Ron Pressler ron.pressler at oracle.com
Wed Jul 27 22:33:47 UTC 2022


That’s correct.

The kind of magic that would be required here would have to make the platform much more high-level.

On the other hand, some languages — Clojure maybe? — might be restrictive enough in their control of side-effects, or at least have sufficiently useful subsets that are restrictive enough, that they could consider having their compilers automatically emit interrupting checks into the bytecode they generate.

— Ron

On 27 Jul 2022, at 19:36, eric at kolotyluk.net<mailto:eric at kolotyluk.net> wrote:

Thanks for that clarity, Ron.

So, as always, use existing best practices to make sure that tasks and subtasks are robust in handling cancellation, interrupts, exceptions, etc.

Loom does not bring any new magic here…

Cheers, Eric

From: Ron Pressler <ron.pressler at oracle.com<mailto:ron.pressler at oracle.com>>
Sent: July 27, 2022 10:17 AM
To: Eric Kolotyluk <eric at kolotyluk.net<mailto:eric at kolotyluk.net>>
Cc: loom-dev at openjdk.java.net<mailto:loom-dev at openjdk.java.net>
Subject: Re: Unclear on close()




On 27 Jul 2022, at 17:35, eric at kolotyluk.net<mailto:eric at kolotyluk.net> wrote:


  1.  Is there any scenario where close() waits forever?

     *   Where it is implicit in this try block.
     *   I can imagine scenarios where subtasks don’t cancel properly or respond correctly to interrupts.


Yes, that could happen. It is a property of very general languages, like Java, and there’s no getting around it. It takes a very carefully-controlled language, like Erlang, to support the forceful (non-cooperative) termination of a thread, and even there things could go wrong unless some discipline is followed.

The core of the issue is that waiting for a thread to terminate is the least of your worries.
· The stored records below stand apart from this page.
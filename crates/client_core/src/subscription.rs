//! Long-lived subscription to the install progress channel.

use std::sync::{
    atomic::{AtomicBool, AtomicU64, AtomicUsize, Ordering},
    Arc, Mutex, PoisonError,
};

use async_trait::async_trait;
use futures::{stream::BoxStream, StreamExt};
use shared::protocol::InstallProgressEvent;
use tokio::task::AbortHandle;
use tracing::{debug, info, warn};

use crate::gateway::GatewayError;

/// Raw frames as delivered by the channel transport, one JSON record each.
pub type FrameStream = BoxStream<'static, Result<String, GatewayError>>;

#[async_trait]
pub trait ProgressSource: Send + Sync {
    async fn open(&self, channel: &str) -> Result<FrameStream, GatewayError>;
}

pub struct SubscriptionManager {
    source: Arc<dyn ProgressSource>,
    channel: String,
    next_id: AtomicU64,
    active: Arc<AtomicUsize>,
}

impl SubscriptionManager {
    pub fn new(source: Arc<dyn ProgressSource>, channel: impl Into<String>) -> Self {
        Self {
            source,
            channel: channel.into(),
            next_id: AtomicU64::new(0),
            active: Arc::new(AtomicUsize::new(0)),
        }
    }

    pub fn channel(&self) -> &str {
        &self.channel
    }

    /// Subscriptions neither unsubscribed nor closed by the channel.
    pub fn active_subscriptions(&self) -> usize {
        self.active.load(Ordering::Acquire)
    }

    /// Invokes `handler` once per decoded event, in receipt order. Frames that
    /// fail to decode are skipped and the subscription stays open.
    pub async fn subscribe<F>(&self, handler: F) -> Result<SubscriptionHandle, GatewayError>
    where
        F: FnMut(InstallProgressEvent) + Send + 'static,
    {
        self.subscribe_until_closed(handler, |_| {}).await
    }

    /// Like [`subscribe`](Self::subscribe), and additionally calls `on_closed`
    /// once if the channel fails or the backend ends it. Not called after an
    /// explicit unsubscribe.
    pub async fn subscribe_until_closed<F, C>(
        &self,
        mut handler: F,
        on_closed: C,
    ) -> Result<SubscriptionHandle, GatewayError>
    where
        F: FnMut(InstallProgressEvent) + Send + 'static,
        C: FnOnce(GatewayError) + Send + 'static,
    {
        let mut frames = self.source.open(&self.channel).await?;
        let id = self.next_id.fetch_add(1, Ordering::Relaxed) + 1;
        let live = Arc::new(AtomicBool::new(true));
        let delivery = Arc::new(Mutex::new(()));
        let task_live = Arc::clone(&live);
        let task_delivery = Arc::clone(&delivery);
        let task_active = Arc::clone(&self.active);
        let channel = self.channel.clone();

        // Counted before the task can observe a closed channel and decrement.
        self.active.fetch_add(1, Ordering::AcqRel);

        let task = tokio::spawn(async move {
            let failure = loop {
                let Some(frame) = frames.next().await else {
                    break GatewayError::Unreachable(format!(
                        "progress channel `{channel}` closed by the backend"
                    ));
                };
                match frame {
                    Ok(raw) => match decode_event(&raw) {
                        Ok(event) => {
                            let _gate =
                                task_delivery.lock().unwrap_or_else(PoisonError::into_inner);
                            if !task_live.load(Ordering::Acquire) {
                                return;
                            }
                            handler(event);
                        }
                        Err(reason) => warn!(
                            channel = %channel,
                            subscription = id,
                            %reason,
                            "skipping malformed progress event"
                        ),
                    },
                    Err(err) => break err,
                }
            };

            if task_live.swap(false, Ordering::AcqRel) {
                task_active.fetch_sub(1, Ordering::AcqRel);
                warn!(channel = %channel, subscription = id, error = %failure, "progress channel lost");
                on_closed(failure);
            }
        });

        info!(channel = %self.channel, subscription = id, "subscribed to progress channel");

        Ok(SubscriptionHandle {
            id,
            channel: self.channel.clone(),
            live,
            delivery,
            task: task.abort_handle(),
            active: Arc::clone(&self.active),
        })
    }
}

fn decode_event(raw: &str) -> Result<InstallProgressEvent, String> {
    let event: InstallProgressEvent = serde_json::from_str(raw).map_err(|err| err.to_string())?;
    if event.distro_id.as_str().is_empty() || event.version.is_empty() {
        return Err("progress event without distro_id or version".to_string());
    }
    Ok(event)
}

/// Owner of one subscription. Dropping the handle unsubscribes.
pub struct SubscriptionHandle {
    id: u64,
    channel: String,
    live: Arc<AtomicBool>,
    /// Held while the handler runs; unsubscribe waits on it.
    delivery: Arc<Mutex<()>>,
    task: AbortHandle,
    active: Arc<AtomicUsize>,
}

impl SubscriptionHandle {
    pub fn id(&self) -> u64 {
        self.id
    }

    pub fn is_active(&self) -> bool {
        self.live.load(Ordering::Acquire)
    }

    /// Stops delivery. Once this returns the handler is not running and will
    /// not be invoked again, on any runtime flavor. Returns `true` only for the
    /// call that tore the subscription down; later calls are no-ops, as are
    /// calls after the channel closed on its own. Must not be called from
    /// inside the handler.
    pub fn unsubscribe(&self) -> bool {
        if !self.live.swap(false, Ordering::AcqRel) {
            return false;
        }
        drop(self.delivery.lock().unwrap_or_else(PoisonError::into_inner));
        self.task.abort();
        self.active.fetch_sub(1, Ordering::AcqRel);
        debug!(channel = %self.channel, subscription = self.id, "unsubscribed from progress channel");
        true
    }
}

impl Drop for SubscriptionHandle {
    fn drop(&mut self) {
        self.unsubscribe();
    }
}

impl std::fmt::Debug for SubscriptionHandle {
    fn fmt(&self, f: &mut std::fmt::Formatter<'_>) -> std::fmt::Result {
        f.debug_struct("SubscriptionHandle")
            .field("id", &self.id)
            .field("channel", &self.channel)
            .field("active", &self.is_active())
            .finish()
    }
}

#[cfg(test)]
#[path = "tests/subscription_tests.rs"]
mod tests;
It is more important to ensure that threads maintain your program’s logical invariants, and so we must ensure threads are terminated when they decide they’re ready. This requires their cooperation. So we can only ever *ask* for a thread to terminate; we can’t kill it in a way that safely maintains program invariants.


  1.  If there is, is there any programmatic way out of this?
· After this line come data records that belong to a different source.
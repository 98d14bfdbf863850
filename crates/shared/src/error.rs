use std::fmt;

use serde::{Deserialize, Serialize};
use thiserror::Error;

#[derive(Debug, Clone, Copy, PartialEq, Eq, Serialize, Deserialize)]
#[serde(rename_all = "snake_case")]
pub enum ErrorCode {
    NotFound,
    Validation,
    Unsupported,
    Conflict,
    Internal,
    #[serde(other)]
    Unknown,
}

impl ErrorCode {
    pub fn as_str(self) -> &'static str {
        match self {
            ErrorCode::NotFound => "not_found",
            ErrorCode::Validation => "validation",
            ErrorCode::Unsupported => "unsupported",
            ErrorCode::Conflict => "conflict",
            ErrorCode::Internal => "internal",
            ErrorCode::Unknown => "unknown",
        }
    }
}

impl fmt::Display for ErrorCode {
    fn fmt(&self, f: &mut fmt::Formatter<'_>) -> fmt::Result {
        f.write_str(self.as_str())
    }
}

/// Error envelope the installer backend returns when it refuses a command.
#[derive(Debug, Clone, PartialEq, Eq, Serialize, Deserialize, Error)]
#[error("{code}: {message}")]
pub struct ApiError {
    pub code: ErrorCode,
    pub message: String,
}

impl ApiError {
    pub fn new(code: ErrorCode, message: impl Into<String>) -> Self {
        Self {
            code,
            message: message.into(),
        }
    }

    pub fn validation(message: impl Into<String>) -> Self {
        Self::new(ErrorCode::Validation, message)
    }

    pub fn not_found(message: impl Into<String>) -> Self {
        Self::new(ErrorCode::NotFound, message)
    }
}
     *   Does the InterruptedException bypass close() and exit the try block?
     *   Is this guaranteed by the runtime?
     *   I assume it is, but I have made bad assumptions about the runtime before…


An exception could not bypass the close if used in a try-with-resources block, but because we rely on try-with-resources, which is optional (i.e. you could neglect to use the construct altogether), there are ways to write code that doesn’t call close. The runtime would, currently, only detect that if this interferes with other things that rely on correct nesting of scopes. So, e.g. if you don’t close a scope but then close an enclosing scope, that will be detected.



     *

  1.  Personally, I would have thought that “scope.joinUntil(deadline);” would guarantee this code exits the try block, but the documentation, as written, does not give me that confidence. There are two wait points…
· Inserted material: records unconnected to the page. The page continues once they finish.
//! Network transports: HTTP for commands, WebSocket for the progress channel.

use std::time::Duration;

use async_trait::async_trait;
use futures::{future, StreamExt};
use reqwest::{Client, StatusCode};
use serde_json::Value;
use shared::{
    error::{ApiError, ErrorCode},
    protocol::CommandName,
};
use thiserror::Error;
use tokio_tungstenite::{connect_async, tungstenite::Message};
use tracing::debug;
use url::Url;

use crate::{
    gateway::{CommandTransport, GatewayError},
    subscription::{FrameStream, ProgressSource},
};

#[derive(Debug, Error)]
pub enum TransportError {
    #[error("invalid backend url `{url}`: {source}")]
    InvalidUrl {
        url: String,
        #[source]
        source: url::ParseError,
    },
    #[error("backend url must start with http:// or https://, got `{0}`")]
    UnsupportedScheme(String),
    #[error("failed to build http client: {0}")]
    Client(#[from] reqwest::Error),
}

/// Parses and normalises a backend base url (no trailing slash).
pub fn parse_backend_url(raw: &str) -> Result<String, TransportError> {
    let url = Url::parse(raw.trim()).map_err(|source| TransportError::InvalidUrl {
        url: raw.to_string(),
        source,
    })?;
    match url.scheme() {
        "http" | "https" => Ok(url.as_str().trim_end_matches('/').to_string()),
        _ => Err(TransportError::UnsupportedScheme(raw.to_string())),
    }
}

pub struct HttpCommandTransport {
    http: Client,
    base_url: String,
}

impl HttpCommandTransport {
    pub fn new(base_url: &str, timeout: Duration) -> Result<Self, TransportError> {
        let http = Client::builder().timeout(timeout).build()?;
        Ok(Self {
            http,
            base_url: parse_backend_url(base_url)?,
        })
    }

    pub fn base_url(&self) -> &str {
        &self.base_url
    }

    fn command_url(&self, command: CommandName) -> String {
        format!("{}/commands/{}", self.base_url, command)
    }
}

#[async_trait]
impl CommandTransport for HttpCommandTransport {
    async fn invoke(&self, command: CommandName, payload: Value) -> Result<Value, GatewayError> {
        let url = self.command_url(command);
        let response = self
            .http
            .post(&url)
            .json(&payload)
            .send()
            .await
            .map_err(|err| GatewayError::Unreachable(format!("{command}: {err}")))?;

        let status = response.status();
        if status.is_server_error() {
            return Err(GatewayError::Unreachable(format!(
                "{command}: backend answered {status}"
            )));
        }
        let body = response
            .bytes()
            .await
            .map_err(|err| GatewayError::Unreachable(format!("{command}: {err}")))?;
        debug!(%command, %status, bytes = body.len(), "backend command answered");

        if status.is_client_error() {
            let rejection = serde_json::from_slice::<ApiError>(&body).unwrap_or_else(|_| {
                let text = String::from_utf8_lossy(&body).trim().to_string();
                let message = if text.is_empty() {
                    status.to_string()
                } else {
                    text
                };
                ApiError::new(code_for_status(status), message)
            });
            return Err(GatewayError::Rejected(rejection));
        }
        if !status.is_success() {
            return Err(GatewayError::Malformed {
                command,
                reason: format!("unexpected status {status}"),
            });
        }
        if body.iter().all(u8::is_ascii_whitespace) {
            return Ok(Value::Null);
        }
        serde_json::from_slice(&body).map_err(|err| GatewayError::Malformed {
            command,
            reason: format!("response body is not JSON: {err}"),
        })
    }
}

fn code_for_status(status: StatusCode) -> ErrorCode {
    match status {
        StatusCode::NOT_FOUND => ErrorCode::NotFound,
        StatusCode::CONFLICT => ErrorCode::Conflict,
        StatusCode::BAD_REQUEST | StatusCode::UNPROCESSABLE_ENTITY => ErrorCode::Validation,
        _ => ErrorCode::Unknown,
    }
}

pub struct WebSocketProgressSource {
    events_url: String,
}

impl WebSocketProgressSource {
    pub fn new(backend_url: &str) -> Result<Self, TransportError> {
        let base = parse_backend_url(backend_url)?;
        let events_url = if let Some(rest) = base.strip_prefix("https://") {
            format!("wss://{rest}")
        } else if let Some(rest) = base.strip_prefix("http://") {
            format!("ws://{rest}")
        } else {
            return Err(TransportError::UnsupportedScheme(backend_url.to_string()));
        };
        Ok(Self { events_url })
    }

    pub fn channel_url(&self, channel: &str) -> String {
        format!("{}/events/{channel}", self.events_url)
    }
}

#[async_trait]
impl ProgressSource for WebSocketProgressSource {
    async fn open(&self, channel: &str) -> Result<FrameStream, GatewayError> {
        let url = self.channel_url(channel);
        let (ws_stream, _) = connect_async(url.as_str()).await.map_err(|err| {
            GatewayError::Unreachable(format!("failed to connect progress channel {url}: {err}"))
        })?;
        debug!(%url, "progress channel connected");
        let (_, reader) = ws_stream.split();

        let frames = reader
            .take_while(|message| future::ready(!matches!(message, Ok(Message::Close(_)))))
            .filter_map(|message| {
                future::ready(match message {
                    Ok(Message::Text(text)) => Some(Ok(text)),
                    Ok(Message::Binary(bytes)) => {
                        Some(Ok(String::from_utf8_lossy(&bytes).into_owned()))
                    }
                    Ok(_) => None,
                    Err(err) => Some(Err(GatewayError::Unreachable(format!(
                        "progress channel receive failed: {err}"
                    )))),
                })
            });
        Ok(frames.boxed())
    }
}

#[cfg(test)]
#[path = "tests/transport_tests.rs"]
mod tests;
     *   scope.joinUntil(deadline);
     *   scope.close();

  1.  While this may not be ambiguous to others, it is to me.

     *   It would be nice if there was text that made this more explicit.


Cheers, Eric

close can only return after all threads have terminated (except, maybe, due to a VM error). join/joinUntil wait for forks to: 1. terminate OR 2. be cancelled due to shutdown OR 3. until the waiting thread is interrupted or the timeout expires.

Whatever happens, close waits for all forked threads to fully terminate.